Youth Ministry as Family (Part 2)
*This is the second post on viewing Youth Ministry through the lens of family.
Previously I wrote about viewing our youth ministries through the lens of family. The reason for this is we often get caught up in a game of program centered ministry, which is an oxymoron because managing a program isn’t ministry at all.
Ministry is about people.
Our weekly programs play a significant role in that process, but they exist only to strengthen our ministry
One of the more common illustrations of a pastor in the New Testament was a shepherd caring for his flock. Perhaps this is a metaphor that loses its potency in time, but that imagery of protecting, guiding, and nurturing is part of our call to ministry.
Part of being a pastor is, well, being pastoral. When we act like a family, we create a space where leaders are shepherds, seeking to support and care for our young people.
Do we create ministries where multiple shepherds care and guide sheep? If not, what might it look like to head in that direction? I have a few thoughts:
One of the greatest resources we can give to young people is the gift of our presence. Our presence says more than our words or sermons. If you want the chance to speak truth into the life of a young person, you earn that trust by the consistency of your presence. I think we’ve always known this, but it gets difficult to keep up especially with the demands of ministry.
Back when we were all reading Purpose Driven Youth Ministry, (which is a great book btw) it seemed like the goal of youth ministry was to make things more pragmatic. It became all about the gathering. Unfortunately, the pursuit of efficiency and pragmatism doesn’t always jive nicely with the real needs of students. Whatever illustration you want to use, be it a funnel or a baseball diamond, students cant’t be squeezed into one category and programmed to.
That’s not an accurate picture of discipleship.
To be present is to love and care. It’s the commitment to walk along students regardless of where they’re at on the spiritual spectrum. It’s a tango of one step forward, one step back. Furthermore, being present communicates the true meaning of the church–to live as God’s family on earth.
Families are in it for the long haul, no matter where its members are at on the spiritual or developmental scale.
Another area we can show care and support is by being available. The gift of presence is reinforced by our commitment to being reachable. Now, being available doesn’t mean ‘being on call’ twenty four seven nor does it mean we view ourselves as a doctor in the ER, rushing around from emergency to emergency.
Simply put, it means students have access to us.
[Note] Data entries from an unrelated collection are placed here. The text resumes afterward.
//! Connection establishment for health probes.
//!
//! Probes never open sockets directly; they go through a [`Dialer`] so tests
//! can substitute fakes for refused, silent or misbehaving endpoints.

use std::io;
use std::net::{Ipv4Addr, Ipv6Addr, SocketAddr};

use futures_util::future::BoxFuture;
use tokio::net::{TcpStream, UdpSocket};

use crate::net::stream::{read_frame, write_frame};
use crate::net::Transport;

/// Largest reply a datagram probe will read.
const MAX_REPLY_SIZE: usize = 65_535;

/// One established probe connection.
pub trait Exchange: Send {
    /// Send `query` and wait for a single reply message.
    fn exchange<'a>(&'a mut self, query: &'a [u8]) -> BoxFuture<'a, io::Result<Vec<u8>>>;
}

/// Opens probe connections.
pub trait Dialer: Send + Sync + 'static {
    fn dial(&self, transport: Transport, target: SocketAddr) -> BoxFuture<'_, io::Result<Box<dyn Exchange>>>;
}

/// Dials real sockets through tokio.
#[derive(Debug, Clone, Copy, Default)]
pub struct TokioDialer;

impl Dialer for TokioDialer {
    fn dial(&self, transport: Transport, target: SocketAddr) -> BoxFuture<'_, io::Result<Box<dyn Exchange>>> {
        Box::pin(async move {
            let exchange: Box<dyn Exchange> = match transport {
                Transport::Stream => Box::new(StreamExchange(TcpStream::connect(target).await?)),
                Transport::Datagram => {
                    let local: SocketAddr = if target.is_ipv4() {
                        (Ipv4Addr::UNSPECIFIED, 0).into()
                    } else {
                        (Ipv6Addr::UNSPECIFIED, 0).into()
                    };
                    let socket = UdpSocket::bind(local).await?;
                    socket.connect(target).await?;
                    Box::new(DatagramExchange(socket))
                }
            };
            Ok(exchange)
        })
    }
}

struct StreamExchange(TcpStream);

impl Exchange for StreamExchange {
    fn exchange<'a>(&'a mut self, query: &'a [u8]) -> BoxFuture<'a, io::Result<Vec<u8>>> {
        Box::pin(async move {
            write_frame(&mut self.0, query).await?;
            read_frame(&mut self.0)
                .await?
                .ok_or_else(|| io::Error::new(io::ErrorKind::UnexpectedEof, "connection closed before reply"))
        })
    }
}

struct DatagramExchange(UdpSocket);

impl Exchange for DatagramExchange {
    fn exchange<'a>(&'a mut self, query: &'a [u8]) -> BoxFuture<'a, io::Result<Vec<u8>>> {
        Box::pin(async move {
            self.0.send(query).await?;
            let mut buf = vec![0u8; MAX_REPLY_SIZE];
            let len = self.0.recv(&mut buf).await?;
            buf.truncate(len);
            Ok(buf)
        })
    }
}
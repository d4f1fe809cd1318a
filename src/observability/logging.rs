//! Structured logging.
//!
//! # Responsibilities
//! - Initialize the tracing subscriber
//! - Honour `RUST_LOG` over the configured level
//! - Select JSON or human-readable output

use tracing_subscriber::util::TryInitError;
use tracing_subscriber::{layer::SubscriberExt, util::SubscriberInitExt, EnvFilter, Layer};

use crate::config::schema::{LogFormat, ObservabilityConfig};

/// Install the global subscriber.
pub fn init_logging(config: &ObservabilityConfig) -> Result<(), TryInitError> {
    let filter = EnvFilter::try_from_default_env().unwrap_or_else(|_| EnvFilter::new(&config.log_level));

    let fmt_layer = match config.log_format {
        LogFormat::Json => tracing_subscriber::fmt::layer().json().boxed(),
        LogFormat::Pretty => tracing_subscriber::fmt::layer().boxed(),
    };

    tracing_subscriber::registry().with(fmt_layer).with(filter).try_init()
}
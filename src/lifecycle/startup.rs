//! Startup wiring.
//!
//! # Responsibilities
//! - Build one stream and one datagram listener on the configured address
//! - Build the matching health checks from the probe settings
//! - Hand both to a supervisor configured from the same file
//!
//! # Design Decisions
//! - Listeners and checks target the configured address, not the bound one
//! - Nothing is bound here; binding happens when the supervisor runs

use std::sync::Arc;

use crate::config::{ServerConfig, ValidationError};
use crate::health::HealthCheck;
use crate::lifecycle::Supervisor;
use crate::net::{DnsListener, Listener};
use crate::protocol::RequestHandler;

/// Assemble the TCP and UDP listeners, their checks, and a supervisor.
pub fn build_supervisor(config: &ServerConfig, handler: Arc<dyn RequestHandler>) -> Result<Supervisor, ValidationError> {
    let address = config
        .bind_address()
        .map_err(|_| ValidationError::InvalidAddress(config.address.clone()))?;
    let options = config.listener_options();
    let settings = config.probe_settings();

    let listeners: Vec<Arc<dyn Listener>> = vec![
        Arc::new(DnsListener::stream(address, options.clone(), Arc::clone(&handler))),
        Arc::new(DnsListener::datagram(address, options, handler)),
    ];
    let checks = vec![
        HealthCheck::datagram(address, settings.clone()),
        HealthCheck::stream(address, settings),
    ];

    tracing::debug!(address = %address, "Supervisor assembled");
    Ok(Supervisor::new(listeners, checks, config.supervisor_config()))
}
I often wonder if we inadvertently project ourselves as untouchable. We are the pastor, the leader, the head hauncho, far removed from the daily happenings of our group. I get that certain ministries are very large and the availability of the pastor becomes increasingly difficult. Perhaps you’ve seen the meme where it says the youth pastor from Saddle Back understands the frustrations of working in a small church…because his youth ministry is a small church. However, the availability of leaders and pastors shouldn’t be contingent on size.
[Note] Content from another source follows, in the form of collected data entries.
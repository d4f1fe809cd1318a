//! Listener capability and the socket-backed DNS listener.
//!
//! # Responsibilities
//! - Bind the configured address for one transport
//! - Report the bound address before serving
//! - Serve until stopped or the transport fails
//! - Release the socket on every exit path

use std::fmt;
use std::io;
use std::net::SocketAddr;
use std::sync::atomic::{AtomicBool, Ordering};
use std::sync::Arc;
use std::time::Duration;

use futures_util::future::BoxFuture;
use thiserror::Error;
use tokio::sync::{oneshot, watch};

use crate::net::{datagram, stream, Transport};
use crate::protocol::RequestHandler;

/// Sender half used by a listener to announce its bound address.
///
/// Dropping it without sending tells the caller the listener never bound.
pub type BoundNotifier = oneshot::Sender<SocketAddr>;

/// Identity of a listener: its transport and configured address.
#[derive(Debug, Clone, Copy, PartialEq, Eq, Hash)]
pub struct ListenerId {
    pub transport: Transport,
    pub address: SocketAddr,
}

impl ListenerId {
    pub fn new(transport: Transport, address: SocketAddr) -> Self {
        Self { transport, address }
    }
}

impl fmt::Display for ListenerId {
    fn fmt(&self, f: &mut fmt::Formatter<'_>) -> fmt::Result {
        write!(f, "{}://{}", self.transport, self.address)
    }
}

/// Error type for listener operations.
#[derive(Debug, Error)]
pub enum ListenerError {
    /// Failed to acquire the socket.
    #[error("failed to bind {listener}: {source}")]
    Bind {
        listener: ListenerId,
        #[source]
        source: io::Error,
    },

    /// The transport failed while serving.
    #[error("{listener} stopped serving: {source}")]
    Serve {
        listener: ListenerId,
        #[source]
        source: io::Error,
    },

    /// `start` was called more than once.
    #[error("{0} was already started")]
    AlreadyStarted(ListenerId),
}

impl ListenerError {
    pub fn listener(&self) -> ListenerId {
        match self {
            ListenerError::Bind { listener, .. }
            | ListenerError::Serve { listener, .. }
            | ListenerError::AlreadyStarted(listener) => *listener,
        }
    }

    pub fn is_bind(&self) -> bool {
        matches!(self, ListenerError::Bind { .. })
    }
}

/// A single network endpoint for one transport.
///
/// `start` blocks (asynchronously) for the listener's whole serving life. It
/// sends the bound address through `bound` once the socket is acquired, and
/// returns `Ok(())` only after `stop` was requested.
pub trait Listener: Send + Sync + 'static {
    fn id(&self) -> ListenerId;

    fn start(&self, bound: BoundNotifier) -> BoxFuture<'_, Result<(), ListenerError>>;

    /// Request an orderly halt. Idempotent, and may be called before `start`.
    fn stop(&self);
}

/// Transport-specific limits.
#[derive(Debug, Clone)]
pub struct ListenerOptions {
    /// Largest datagram accepted or sent (datagram transport).
    pub max_datagram_size: usize,
    /// Maximum concurrent connections (stream transport) or requests being
    /// handled (datagram transport).
    pub max_connections: usize,
    /// Close a connection after this long without a complete request.
    pub idle_timeout: Duration,
}

impl Default for ListenerOptions {
    fn default() -> Self {
        Self {
            max_datagram_size: 65_535,
            max_connections: 1_024,
            idle_timeout: Duration::from_secs(10),
        }
    }
}

/// A bound DNS endpoint serving requests through a [`RequestHandler`].
pub struct DnsListener {
    id: ListenerId,
    options: ListenerOptions,
    handler: Arc<dyn RequestHandler>,
    stop_tx: watch::Sender<bool>,
    started: AtomicBool,
}

impl DnsListener {
    pub fn new(
        transport: Transport,
        address: SocketAddr,
        options: ListenerOptions,
        handler: Arc<dyn RequestHandler>,
    ) -> Self {
        let (stop_tx, _) = watch::channel(false);
        Self {
            id: ListenerId::new(transport, address),
            options,
            handler,
            stop_tx,
            started: AtomicBool::new(false),
        }
    }

    pub fn stream(address: SocketAddr, options: ListenerOptions, handler: Arc<dyn RequestHandler>) -> Self {
        Self::new(Transport::Stream, address, options, handler)
    }

    pub fn datagram(address: SocketAddr, options: ListenerOptions, handler: Arc<dyn RequestHandler>) -> Self {
        Self::new(Transport::Datagram, address, options, handler)
    }

    pub fn options(&self) -> &ListenerOptions {
        &self.options
    }

    async fn run(&self, bound: BoundNotifier) -> Result<(), ListenerError> {
        if self.started.swap(true, Ordering::SeqCst) {
            return Err(ListenerError::AlreadyStarted(self.id));
        }

        let stop = self.stop_tx.subscribe();
        if *stop.borrow() {
            tracing::debug!(listener = %self.id, "Stopped before start; not binding");
            return Ok(());
        }

        let handler = Arc::clone(&self.handler);
        match self.id.transport {
            Transport::Stream => stream::serve(self.id, &self.options, handler, bound, stop).await,
            Transport::Datagram => datagram::serve(self.id, &self.options, handler, bound, stop).await,
        }
    }
}

impl Listener for DnsListener {
    fn id(&self) -> ListenerId {
        self.id
    }

    fn start(&self, bound: BoundNotifier) -> BoxFuture<'_, Result<(), ListenerError>> {
        Box::pin(self.run(bound))
    }

    fn stop(&self) {
        if !self.stop_tx.send_replace(true) {
            tracing::debug!(listener = %self.id, "Stop requested");
        }
    }
}

impl fmt::Debug for DnsListener {
    fn fmt(&self, f: &mut fmt::Formatter<'_>) -> fmt::Result {
        f.debug_struct("DnsListener")
            .field("id", &self.id)
            .field("options", &self.options)
            .field("started", &self.started.load(Ordering::Relaxed))
            .finish_non_exhaustive()
    }
}

/// Resolves once `stop` carries `true`.
pub(crate) async fn stopped(stop: &mut watch::Receiver<bool>) {
    // The sender lives as long as the listener, so an error here means the
    // listener itself is gone; treat that as a stop.
    let _ = stop.wait_for(|stopped| *stopped).await;
}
Do our calendars and programs create space for this kind of accessibility? If not, maybe we need to restructure things in order to care more deeply for our students. Again, this combats a model of ministry that is clearly program centered.
Our availability creates space for real conversations, real ministry, and potentially real life change.
A final way we can nurture and support our young people is through being transparent. I believe in this final concept, like a lot. Being transparent doesn’t mean sharing our deepest darkest secrets, or sharing every detail of our lives with students. That takes discretion and tact. It does, however, mean we can open up about our lives and our own spiritual journey.
We show students that we don’t walk on water, that we also struggle with sin, and that we are also in dire need of God’s mercy and grace.
Sometimes we project an image of perfection that no one—not even us—can attain. That’s not the picture of Christianity I want students to see. I don’t want build a ministry based on legalism and hypocrisy. Instead, I want them to see that following Jesus doesn’t get easier as you get older. There will still be bumps in the road. There will still be struggles. But there is also grace for the journey. Henri Nouwen talked about being a wounded healer. If you haven’t noticed, wounds are abundant in our world, and this is particularly evident among our young people who’ve grown up in a world where they’ve been abandoned by adults.
Let’s be the kind of leaders that serve, love, and live out of our brokenness as we pursue Christ together.
A final word…or two
The gift of working with young people is greater than any compensation or earthly reward we might receive. As we learn to care for our flocks–to feed them, nurture them, lead them–we’ll see the importance of creating families where we care for each other. This takes both grace and truth.
Jesus was our perfect model in this area. He consistently led with grace, and followed up with truth. Grace and truth make great dance partners. And they also allow us to show genuine care and concern in our youth ministries.
A young person may only remember a handful of messages over the years. Likewise, they may recall a Bible study or two, or that time you taught them the Greek word for faith. The truth is, those memories will come and go, but what will stay are the relational memories.
The care and concern shown in our ministries will be a lasting legacy, only to be strengthened in time.